Data for processing: Begin
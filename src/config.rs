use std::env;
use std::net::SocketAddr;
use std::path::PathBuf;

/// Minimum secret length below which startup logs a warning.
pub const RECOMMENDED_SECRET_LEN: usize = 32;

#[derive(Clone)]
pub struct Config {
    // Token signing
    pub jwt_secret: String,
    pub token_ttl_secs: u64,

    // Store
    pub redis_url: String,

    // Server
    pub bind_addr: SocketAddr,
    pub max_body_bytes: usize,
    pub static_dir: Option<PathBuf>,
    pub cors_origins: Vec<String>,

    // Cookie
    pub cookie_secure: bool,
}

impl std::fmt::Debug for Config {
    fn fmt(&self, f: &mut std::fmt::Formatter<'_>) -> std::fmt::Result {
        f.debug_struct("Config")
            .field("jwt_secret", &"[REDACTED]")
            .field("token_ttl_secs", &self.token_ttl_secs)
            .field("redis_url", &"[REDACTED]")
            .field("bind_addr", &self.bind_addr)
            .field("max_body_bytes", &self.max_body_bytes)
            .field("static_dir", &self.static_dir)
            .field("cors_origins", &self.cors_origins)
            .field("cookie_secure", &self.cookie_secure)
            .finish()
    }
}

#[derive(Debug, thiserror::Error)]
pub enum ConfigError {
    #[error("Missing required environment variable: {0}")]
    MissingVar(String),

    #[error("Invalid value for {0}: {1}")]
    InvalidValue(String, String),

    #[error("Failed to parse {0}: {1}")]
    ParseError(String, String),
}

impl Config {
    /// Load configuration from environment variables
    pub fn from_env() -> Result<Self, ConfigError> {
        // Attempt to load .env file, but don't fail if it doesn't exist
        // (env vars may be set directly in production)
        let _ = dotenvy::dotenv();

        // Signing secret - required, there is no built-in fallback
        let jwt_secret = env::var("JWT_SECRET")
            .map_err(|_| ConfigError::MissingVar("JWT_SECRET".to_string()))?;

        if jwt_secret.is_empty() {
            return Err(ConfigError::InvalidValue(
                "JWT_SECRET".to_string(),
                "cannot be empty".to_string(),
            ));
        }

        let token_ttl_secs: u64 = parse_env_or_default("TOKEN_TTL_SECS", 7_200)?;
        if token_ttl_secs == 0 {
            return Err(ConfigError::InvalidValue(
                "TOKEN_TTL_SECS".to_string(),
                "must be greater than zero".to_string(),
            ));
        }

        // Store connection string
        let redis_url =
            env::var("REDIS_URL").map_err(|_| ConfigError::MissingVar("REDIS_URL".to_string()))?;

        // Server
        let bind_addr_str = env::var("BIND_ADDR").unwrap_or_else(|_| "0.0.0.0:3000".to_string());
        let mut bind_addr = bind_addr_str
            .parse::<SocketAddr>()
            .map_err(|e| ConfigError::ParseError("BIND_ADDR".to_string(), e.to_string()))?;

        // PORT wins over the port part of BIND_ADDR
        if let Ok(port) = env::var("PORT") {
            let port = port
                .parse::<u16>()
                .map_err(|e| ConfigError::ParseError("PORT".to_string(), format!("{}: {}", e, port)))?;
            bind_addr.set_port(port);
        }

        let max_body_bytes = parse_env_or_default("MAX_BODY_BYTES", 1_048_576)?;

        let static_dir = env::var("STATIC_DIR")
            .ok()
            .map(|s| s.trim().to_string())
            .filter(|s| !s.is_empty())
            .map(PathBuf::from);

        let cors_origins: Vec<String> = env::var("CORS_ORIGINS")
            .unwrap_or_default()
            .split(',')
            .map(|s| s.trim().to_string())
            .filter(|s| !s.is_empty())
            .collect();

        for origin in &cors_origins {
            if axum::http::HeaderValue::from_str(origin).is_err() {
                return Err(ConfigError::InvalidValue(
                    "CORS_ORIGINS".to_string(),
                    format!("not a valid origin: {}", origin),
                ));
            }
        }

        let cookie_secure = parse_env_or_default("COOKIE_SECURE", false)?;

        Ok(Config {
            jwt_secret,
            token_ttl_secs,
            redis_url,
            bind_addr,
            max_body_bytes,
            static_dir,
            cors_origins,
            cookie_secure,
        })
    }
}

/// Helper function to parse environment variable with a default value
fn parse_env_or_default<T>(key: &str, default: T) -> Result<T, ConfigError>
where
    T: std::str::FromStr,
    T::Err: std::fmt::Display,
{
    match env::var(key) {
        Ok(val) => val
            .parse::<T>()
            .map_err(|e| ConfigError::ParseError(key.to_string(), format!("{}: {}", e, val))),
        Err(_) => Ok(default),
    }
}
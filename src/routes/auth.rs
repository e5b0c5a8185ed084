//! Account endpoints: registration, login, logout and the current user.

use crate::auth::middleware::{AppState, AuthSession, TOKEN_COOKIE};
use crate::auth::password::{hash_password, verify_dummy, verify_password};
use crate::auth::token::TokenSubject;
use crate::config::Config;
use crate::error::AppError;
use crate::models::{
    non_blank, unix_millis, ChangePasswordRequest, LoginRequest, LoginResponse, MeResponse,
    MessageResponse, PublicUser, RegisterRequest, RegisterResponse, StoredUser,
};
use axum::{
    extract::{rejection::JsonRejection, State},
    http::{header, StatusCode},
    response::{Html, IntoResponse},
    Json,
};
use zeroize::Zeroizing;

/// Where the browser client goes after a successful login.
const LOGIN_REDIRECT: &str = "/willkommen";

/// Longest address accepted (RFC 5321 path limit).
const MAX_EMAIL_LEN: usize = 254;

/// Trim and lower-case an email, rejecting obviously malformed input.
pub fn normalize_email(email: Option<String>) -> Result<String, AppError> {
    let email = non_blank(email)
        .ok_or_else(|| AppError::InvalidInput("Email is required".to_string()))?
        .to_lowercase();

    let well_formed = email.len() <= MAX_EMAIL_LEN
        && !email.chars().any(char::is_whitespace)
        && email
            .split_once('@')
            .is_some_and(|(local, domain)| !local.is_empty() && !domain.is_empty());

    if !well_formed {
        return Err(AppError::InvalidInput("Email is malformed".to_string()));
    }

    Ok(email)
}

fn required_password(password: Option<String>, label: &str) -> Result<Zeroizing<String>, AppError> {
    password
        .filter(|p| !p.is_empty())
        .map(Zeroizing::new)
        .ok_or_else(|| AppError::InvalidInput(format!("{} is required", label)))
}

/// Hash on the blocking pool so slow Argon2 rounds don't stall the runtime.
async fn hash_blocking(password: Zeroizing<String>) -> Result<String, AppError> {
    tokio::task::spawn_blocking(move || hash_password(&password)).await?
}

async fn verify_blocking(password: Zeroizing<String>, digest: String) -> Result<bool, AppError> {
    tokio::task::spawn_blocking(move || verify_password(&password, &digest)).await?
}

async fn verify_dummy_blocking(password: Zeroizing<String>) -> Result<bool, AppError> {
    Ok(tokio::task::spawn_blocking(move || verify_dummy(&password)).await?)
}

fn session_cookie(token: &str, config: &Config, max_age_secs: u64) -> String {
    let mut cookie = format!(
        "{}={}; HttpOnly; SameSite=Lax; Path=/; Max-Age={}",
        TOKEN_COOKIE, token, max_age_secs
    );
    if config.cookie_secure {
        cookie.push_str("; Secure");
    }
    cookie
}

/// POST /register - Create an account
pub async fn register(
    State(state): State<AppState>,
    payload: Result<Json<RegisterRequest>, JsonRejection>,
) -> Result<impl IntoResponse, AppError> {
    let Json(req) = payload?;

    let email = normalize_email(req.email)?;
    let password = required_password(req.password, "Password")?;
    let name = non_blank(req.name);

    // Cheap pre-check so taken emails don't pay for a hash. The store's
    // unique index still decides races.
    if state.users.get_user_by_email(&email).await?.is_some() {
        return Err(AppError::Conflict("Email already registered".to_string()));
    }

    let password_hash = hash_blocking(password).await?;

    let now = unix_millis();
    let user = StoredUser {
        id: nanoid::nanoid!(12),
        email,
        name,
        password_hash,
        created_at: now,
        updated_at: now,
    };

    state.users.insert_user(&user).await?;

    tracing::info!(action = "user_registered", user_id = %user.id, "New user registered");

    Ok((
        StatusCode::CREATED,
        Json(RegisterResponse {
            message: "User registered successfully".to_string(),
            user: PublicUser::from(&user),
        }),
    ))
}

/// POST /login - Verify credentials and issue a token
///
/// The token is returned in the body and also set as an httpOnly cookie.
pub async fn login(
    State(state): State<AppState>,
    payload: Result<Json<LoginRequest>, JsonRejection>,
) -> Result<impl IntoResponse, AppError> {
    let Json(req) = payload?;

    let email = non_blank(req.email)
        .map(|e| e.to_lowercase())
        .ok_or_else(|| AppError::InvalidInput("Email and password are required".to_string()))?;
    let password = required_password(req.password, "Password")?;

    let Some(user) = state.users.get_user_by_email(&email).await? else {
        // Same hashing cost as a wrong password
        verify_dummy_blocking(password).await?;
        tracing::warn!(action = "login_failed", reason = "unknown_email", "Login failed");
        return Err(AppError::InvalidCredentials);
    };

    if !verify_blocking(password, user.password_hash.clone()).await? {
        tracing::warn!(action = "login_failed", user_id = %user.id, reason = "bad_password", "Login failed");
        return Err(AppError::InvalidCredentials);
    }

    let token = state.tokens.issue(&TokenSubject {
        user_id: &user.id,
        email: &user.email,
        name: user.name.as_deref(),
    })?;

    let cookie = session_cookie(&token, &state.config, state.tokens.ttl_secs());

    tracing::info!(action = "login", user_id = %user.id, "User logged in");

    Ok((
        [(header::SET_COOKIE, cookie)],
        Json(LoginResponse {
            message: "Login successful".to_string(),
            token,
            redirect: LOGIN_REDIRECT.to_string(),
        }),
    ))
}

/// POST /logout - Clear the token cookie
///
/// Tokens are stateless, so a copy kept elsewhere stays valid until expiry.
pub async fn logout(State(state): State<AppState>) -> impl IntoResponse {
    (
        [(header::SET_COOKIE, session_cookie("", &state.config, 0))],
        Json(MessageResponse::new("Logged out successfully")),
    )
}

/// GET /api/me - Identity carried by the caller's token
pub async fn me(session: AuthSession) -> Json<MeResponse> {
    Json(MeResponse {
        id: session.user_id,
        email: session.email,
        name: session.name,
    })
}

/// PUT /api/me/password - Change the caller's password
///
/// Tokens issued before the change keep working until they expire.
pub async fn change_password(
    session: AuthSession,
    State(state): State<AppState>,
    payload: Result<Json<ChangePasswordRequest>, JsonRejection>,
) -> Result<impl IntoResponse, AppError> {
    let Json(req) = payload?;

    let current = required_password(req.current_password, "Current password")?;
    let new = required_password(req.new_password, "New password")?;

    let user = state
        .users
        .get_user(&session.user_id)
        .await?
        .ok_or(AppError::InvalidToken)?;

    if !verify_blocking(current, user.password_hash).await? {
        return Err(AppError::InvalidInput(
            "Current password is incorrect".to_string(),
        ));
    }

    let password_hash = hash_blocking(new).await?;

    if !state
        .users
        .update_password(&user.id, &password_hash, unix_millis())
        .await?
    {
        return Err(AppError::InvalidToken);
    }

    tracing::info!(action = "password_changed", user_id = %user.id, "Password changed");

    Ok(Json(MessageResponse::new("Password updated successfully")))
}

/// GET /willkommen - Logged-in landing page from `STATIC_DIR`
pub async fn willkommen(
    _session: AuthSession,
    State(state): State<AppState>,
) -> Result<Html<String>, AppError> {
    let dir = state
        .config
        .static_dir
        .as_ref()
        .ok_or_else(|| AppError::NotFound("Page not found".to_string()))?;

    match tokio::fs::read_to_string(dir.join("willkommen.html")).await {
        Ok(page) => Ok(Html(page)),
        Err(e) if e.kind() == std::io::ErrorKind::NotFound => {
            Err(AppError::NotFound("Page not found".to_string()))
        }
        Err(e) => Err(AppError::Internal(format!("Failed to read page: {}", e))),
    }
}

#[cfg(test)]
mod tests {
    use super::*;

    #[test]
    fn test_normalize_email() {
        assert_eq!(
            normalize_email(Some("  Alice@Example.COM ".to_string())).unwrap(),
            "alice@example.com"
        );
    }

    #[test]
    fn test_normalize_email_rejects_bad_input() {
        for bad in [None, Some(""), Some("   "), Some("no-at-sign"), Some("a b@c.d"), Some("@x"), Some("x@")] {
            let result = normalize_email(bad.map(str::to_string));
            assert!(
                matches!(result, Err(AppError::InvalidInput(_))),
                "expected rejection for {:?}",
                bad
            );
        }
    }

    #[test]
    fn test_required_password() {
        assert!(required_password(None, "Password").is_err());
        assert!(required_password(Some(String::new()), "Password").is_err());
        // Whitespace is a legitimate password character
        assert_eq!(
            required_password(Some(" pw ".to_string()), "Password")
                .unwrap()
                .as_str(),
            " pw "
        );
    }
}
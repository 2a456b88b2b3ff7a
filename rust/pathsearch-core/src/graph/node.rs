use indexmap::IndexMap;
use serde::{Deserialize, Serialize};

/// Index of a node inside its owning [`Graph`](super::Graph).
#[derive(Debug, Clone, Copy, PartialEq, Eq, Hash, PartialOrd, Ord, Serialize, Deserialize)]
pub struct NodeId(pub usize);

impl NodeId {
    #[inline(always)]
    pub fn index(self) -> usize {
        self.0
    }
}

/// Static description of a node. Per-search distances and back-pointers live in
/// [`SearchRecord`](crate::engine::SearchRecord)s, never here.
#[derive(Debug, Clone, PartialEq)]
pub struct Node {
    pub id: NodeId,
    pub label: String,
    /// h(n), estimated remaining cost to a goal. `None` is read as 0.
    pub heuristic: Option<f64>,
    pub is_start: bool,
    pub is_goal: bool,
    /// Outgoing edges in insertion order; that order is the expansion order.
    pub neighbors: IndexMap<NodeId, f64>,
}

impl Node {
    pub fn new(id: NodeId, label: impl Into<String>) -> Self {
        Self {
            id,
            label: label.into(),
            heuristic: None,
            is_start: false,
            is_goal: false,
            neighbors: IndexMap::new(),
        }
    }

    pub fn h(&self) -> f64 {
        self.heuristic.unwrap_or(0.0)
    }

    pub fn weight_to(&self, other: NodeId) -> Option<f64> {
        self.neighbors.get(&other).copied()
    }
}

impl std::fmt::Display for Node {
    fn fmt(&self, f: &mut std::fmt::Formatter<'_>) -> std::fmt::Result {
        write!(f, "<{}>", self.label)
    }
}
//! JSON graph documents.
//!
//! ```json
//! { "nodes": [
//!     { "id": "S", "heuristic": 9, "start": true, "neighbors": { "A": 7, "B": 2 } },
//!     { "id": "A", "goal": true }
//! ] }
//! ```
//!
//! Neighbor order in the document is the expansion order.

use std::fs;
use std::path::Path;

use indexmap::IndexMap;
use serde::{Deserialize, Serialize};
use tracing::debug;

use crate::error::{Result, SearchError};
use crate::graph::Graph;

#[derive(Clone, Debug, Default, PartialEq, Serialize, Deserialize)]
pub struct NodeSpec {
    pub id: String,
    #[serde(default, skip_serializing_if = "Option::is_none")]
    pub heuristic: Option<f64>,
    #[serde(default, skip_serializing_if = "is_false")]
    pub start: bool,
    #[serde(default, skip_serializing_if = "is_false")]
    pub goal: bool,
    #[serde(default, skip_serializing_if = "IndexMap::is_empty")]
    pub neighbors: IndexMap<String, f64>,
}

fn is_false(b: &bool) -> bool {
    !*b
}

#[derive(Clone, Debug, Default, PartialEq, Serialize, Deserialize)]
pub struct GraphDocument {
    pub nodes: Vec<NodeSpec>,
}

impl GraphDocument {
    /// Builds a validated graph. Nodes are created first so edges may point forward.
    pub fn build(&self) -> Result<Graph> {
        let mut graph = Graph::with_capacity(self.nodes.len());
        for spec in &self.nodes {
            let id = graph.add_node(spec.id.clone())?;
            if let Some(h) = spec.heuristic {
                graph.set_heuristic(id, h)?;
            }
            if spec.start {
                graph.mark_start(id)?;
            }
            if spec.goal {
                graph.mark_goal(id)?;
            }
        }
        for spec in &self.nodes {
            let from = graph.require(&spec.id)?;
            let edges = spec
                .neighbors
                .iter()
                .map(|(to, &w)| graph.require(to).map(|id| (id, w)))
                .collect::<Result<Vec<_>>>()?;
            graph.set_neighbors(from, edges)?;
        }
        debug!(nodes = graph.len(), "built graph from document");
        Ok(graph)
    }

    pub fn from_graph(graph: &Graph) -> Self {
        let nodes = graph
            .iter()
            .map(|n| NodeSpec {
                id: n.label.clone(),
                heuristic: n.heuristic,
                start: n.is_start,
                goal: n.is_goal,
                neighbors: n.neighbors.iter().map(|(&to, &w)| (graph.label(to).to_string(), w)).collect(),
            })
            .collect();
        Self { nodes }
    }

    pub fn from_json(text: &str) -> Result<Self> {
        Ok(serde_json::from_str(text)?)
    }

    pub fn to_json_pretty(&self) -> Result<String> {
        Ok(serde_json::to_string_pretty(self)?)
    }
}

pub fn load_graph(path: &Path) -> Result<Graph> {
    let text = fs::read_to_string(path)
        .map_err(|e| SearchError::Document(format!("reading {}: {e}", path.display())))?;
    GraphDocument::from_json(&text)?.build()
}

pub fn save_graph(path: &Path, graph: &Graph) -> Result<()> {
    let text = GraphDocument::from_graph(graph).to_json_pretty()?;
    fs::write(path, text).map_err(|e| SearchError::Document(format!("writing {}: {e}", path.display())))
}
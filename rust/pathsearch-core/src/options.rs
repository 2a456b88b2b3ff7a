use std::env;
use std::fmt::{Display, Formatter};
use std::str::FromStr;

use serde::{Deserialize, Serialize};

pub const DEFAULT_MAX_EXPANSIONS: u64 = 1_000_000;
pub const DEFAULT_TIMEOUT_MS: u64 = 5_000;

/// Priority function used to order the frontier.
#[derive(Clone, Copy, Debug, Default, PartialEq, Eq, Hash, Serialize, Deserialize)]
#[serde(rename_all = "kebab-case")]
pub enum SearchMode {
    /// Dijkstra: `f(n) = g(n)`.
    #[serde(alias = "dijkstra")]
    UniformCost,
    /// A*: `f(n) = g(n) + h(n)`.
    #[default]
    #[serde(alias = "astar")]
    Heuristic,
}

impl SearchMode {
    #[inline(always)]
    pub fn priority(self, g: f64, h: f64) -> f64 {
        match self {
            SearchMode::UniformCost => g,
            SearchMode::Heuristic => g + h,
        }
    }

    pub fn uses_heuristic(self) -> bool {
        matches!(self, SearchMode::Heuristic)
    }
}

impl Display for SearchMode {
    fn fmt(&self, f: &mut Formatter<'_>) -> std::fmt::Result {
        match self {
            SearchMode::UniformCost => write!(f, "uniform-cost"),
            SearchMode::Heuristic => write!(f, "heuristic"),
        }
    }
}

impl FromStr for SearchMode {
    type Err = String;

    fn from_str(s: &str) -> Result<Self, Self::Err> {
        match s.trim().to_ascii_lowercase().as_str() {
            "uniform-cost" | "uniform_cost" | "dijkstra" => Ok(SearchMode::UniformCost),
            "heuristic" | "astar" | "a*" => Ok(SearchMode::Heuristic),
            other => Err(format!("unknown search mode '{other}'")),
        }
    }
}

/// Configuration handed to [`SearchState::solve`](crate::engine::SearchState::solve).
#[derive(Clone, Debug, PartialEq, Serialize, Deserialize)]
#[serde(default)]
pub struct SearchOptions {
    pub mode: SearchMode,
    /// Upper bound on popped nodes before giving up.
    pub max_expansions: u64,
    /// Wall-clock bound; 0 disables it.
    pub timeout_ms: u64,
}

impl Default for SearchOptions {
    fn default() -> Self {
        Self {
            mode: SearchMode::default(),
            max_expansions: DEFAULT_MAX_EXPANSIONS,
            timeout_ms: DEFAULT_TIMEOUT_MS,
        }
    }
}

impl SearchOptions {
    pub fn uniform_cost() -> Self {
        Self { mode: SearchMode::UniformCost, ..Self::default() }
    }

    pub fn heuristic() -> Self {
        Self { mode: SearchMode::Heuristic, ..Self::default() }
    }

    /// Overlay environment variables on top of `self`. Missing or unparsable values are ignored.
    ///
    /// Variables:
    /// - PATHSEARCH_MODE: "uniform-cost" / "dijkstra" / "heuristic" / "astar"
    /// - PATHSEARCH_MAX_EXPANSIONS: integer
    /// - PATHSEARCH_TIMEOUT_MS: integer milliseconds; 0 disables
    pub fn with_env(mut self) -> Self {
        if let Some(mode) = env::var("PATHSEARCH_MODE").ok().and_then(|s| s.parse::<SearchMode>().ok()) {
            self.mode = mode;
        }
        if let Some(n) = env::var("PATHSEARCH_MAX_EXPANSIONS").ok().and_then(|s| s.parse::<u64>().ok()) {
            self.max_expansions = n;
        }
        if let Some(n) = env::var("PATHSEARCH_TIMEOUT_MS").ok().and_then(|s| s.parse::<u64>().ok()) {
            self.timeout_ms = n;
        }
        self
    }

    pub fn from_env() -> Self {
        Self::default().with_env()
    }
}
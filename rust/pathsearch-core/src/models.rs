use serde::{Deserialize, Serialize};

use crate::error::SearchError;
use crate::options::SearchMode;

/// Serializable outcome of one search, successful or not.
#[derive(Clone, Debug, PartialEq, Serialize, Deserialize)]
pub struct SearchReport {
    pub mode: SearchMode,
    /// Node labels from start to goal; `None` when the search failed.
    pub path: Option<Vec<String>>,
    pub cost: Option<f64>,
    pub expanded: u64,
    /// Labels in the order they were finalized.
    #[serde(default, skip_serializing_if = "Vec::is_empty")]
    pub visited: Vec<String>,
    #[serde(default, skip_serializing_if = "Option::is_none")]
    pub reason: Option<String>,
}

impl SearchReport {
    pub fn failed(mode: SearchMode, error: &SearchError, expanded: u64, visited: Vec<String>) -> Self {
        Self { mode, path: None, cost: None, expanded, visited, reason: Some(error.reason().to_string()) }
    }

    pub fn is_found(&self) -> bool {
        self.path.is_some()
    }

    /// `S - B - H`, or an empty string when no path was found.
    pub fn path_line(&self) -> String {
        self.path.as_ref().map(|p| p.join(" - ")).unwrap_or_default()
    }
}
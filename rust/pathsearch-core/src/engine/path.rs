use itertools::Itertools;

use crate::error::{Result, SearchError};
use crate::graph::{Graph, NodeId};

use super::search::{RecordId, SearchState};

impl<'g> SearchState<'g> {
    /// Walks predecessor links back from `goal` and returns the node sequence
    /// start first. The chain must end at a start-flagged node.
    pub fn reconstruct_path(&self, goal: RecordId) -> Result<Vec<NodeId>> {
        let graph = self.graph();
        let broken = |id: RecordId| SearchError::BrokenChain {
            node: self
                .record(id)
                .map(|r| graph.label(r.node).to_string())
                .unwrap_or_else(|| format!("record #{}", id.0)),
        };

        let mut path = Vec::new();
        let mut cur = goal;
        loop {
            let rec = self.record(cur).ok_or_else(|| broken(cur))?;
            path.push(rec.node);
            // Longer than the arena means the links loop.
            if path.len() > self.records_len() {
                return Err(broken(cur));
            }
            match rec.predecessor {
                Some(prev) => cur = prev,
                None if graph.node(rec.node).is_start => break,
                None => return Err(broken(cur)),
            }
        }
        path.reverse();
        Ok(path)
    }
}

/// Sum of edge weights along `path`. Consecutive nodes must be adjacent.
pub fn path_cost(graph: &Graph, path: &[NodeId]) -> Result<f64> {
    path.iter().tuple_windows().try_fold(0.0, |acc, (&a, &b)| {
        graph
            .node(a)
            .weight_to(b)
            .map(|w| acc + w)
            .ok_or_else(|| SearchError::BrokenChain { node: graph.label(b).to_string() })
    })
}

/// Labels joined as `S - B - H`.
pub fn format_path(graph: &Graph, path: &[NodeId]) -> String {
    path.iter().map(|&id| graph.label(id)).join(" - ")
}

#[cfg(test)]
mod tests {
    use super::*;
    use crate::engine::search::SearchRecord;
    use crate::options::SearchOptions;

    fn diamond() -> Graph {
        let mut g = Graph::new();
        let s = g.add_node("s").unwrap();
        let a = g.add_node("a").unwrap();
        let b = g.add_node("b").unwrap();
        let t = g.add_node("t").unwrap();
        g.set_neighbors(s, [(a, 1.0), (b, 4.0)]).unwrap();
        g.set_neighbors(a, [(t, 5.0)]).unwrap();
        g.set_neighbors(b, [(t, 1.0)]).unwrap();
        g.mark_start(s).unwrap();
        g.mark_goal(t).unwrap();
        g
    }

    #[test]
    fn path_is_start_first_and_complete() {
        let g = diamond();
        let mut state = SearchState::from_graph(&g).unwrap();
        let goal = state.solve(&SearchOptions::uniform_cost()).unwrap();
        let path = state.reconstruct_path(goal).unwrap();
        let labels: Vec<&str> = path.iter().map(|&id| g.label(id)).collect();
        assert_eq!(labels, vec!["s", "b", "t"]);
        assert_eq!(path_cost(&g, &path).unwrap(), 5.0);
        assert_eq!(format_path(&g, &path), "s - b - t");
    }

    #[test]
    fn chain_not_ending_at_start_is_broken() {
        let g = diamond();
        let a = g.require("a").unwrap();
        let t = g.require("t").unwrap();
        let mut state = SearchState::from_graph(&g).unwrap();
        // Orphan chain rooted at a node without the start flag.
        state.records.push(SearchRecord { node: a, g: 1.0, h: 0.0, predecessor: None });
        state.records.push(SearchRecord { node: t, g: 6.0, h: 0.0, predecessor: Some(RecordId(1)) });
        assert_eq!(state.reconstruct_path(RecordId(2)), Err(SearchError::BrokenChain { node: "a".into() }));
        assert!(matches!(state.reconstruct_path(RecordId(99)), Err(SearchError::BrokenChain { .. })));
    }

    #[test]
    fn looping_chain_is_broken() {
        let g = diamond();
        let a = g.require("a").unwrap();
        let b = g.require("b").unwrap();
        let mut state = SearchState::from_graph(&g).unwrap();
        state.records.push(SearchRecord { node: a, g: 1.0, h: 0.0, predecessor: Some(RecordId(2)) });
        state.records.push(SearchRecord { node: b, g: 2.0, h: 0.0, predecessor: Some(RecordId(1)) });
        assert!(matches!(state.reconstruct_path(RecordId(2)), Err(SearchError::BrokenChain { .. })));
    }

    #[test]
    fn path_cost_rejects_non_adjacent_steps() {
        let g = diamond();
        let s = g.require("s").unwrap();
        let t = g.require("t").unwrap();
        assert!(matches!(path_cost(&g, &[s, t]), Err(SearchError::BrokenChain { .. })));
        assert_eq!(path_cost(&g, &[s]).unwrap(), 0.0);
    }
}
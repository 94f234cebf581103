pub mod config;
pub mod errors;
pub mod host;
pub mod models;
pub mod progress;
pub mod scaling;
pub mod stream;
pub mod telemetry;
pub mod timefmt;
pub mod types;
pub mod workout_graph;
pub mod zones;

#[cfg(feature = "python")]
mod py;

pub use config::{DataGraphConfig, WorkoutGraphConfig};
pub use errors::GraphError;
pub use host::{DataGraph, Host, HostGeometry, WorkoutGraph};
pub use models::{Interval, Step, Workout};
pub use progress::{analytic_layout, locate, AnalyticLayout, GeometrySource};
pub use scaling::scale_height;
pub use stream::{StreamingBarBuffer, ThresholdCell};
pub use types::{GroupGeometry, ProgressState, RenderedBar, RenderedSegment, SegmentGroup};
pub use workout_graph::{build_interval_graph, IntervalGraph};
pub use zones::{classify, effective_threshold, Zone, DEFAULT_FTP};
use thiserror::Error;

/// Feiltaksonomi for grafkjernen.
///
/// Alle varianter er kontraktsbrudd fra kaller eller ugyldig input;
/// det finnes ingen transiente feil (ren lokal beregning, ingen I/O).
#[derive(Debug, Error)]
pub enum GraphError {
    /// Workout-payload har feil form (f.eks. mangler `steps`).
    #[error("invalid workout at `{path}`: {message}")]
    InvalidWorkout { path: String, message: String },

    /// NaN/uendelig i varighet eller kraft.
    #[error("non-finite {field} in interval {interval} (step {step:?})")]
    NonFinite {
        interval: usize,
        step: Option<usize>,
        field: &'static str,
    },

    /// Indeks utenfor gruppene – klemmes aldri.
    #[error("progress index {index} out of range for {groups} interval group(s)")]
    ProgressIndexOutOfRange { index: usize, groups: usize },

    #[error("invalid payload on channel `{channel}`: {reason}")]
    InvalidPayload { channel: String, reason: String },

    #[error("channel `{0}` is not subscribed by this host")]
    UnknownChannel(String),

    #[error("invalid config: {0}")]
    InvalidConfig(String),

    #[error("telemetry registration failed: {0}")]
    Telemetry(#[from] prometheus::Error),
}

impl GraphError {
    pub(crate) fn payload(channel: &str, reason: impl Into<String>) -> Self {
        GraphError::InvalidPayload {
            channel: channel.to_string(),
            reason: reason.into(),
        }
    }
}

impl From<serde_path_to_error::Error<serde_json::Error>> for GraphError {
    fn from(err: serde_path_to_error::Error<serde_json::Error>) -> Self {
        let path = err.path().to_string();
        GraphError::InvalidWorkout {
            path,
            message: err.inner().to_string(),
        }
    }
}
Data for processing: End
Instructions for the task:
Find the lines above that contain "edges" and give their count, with nothing added.

Answer section:
4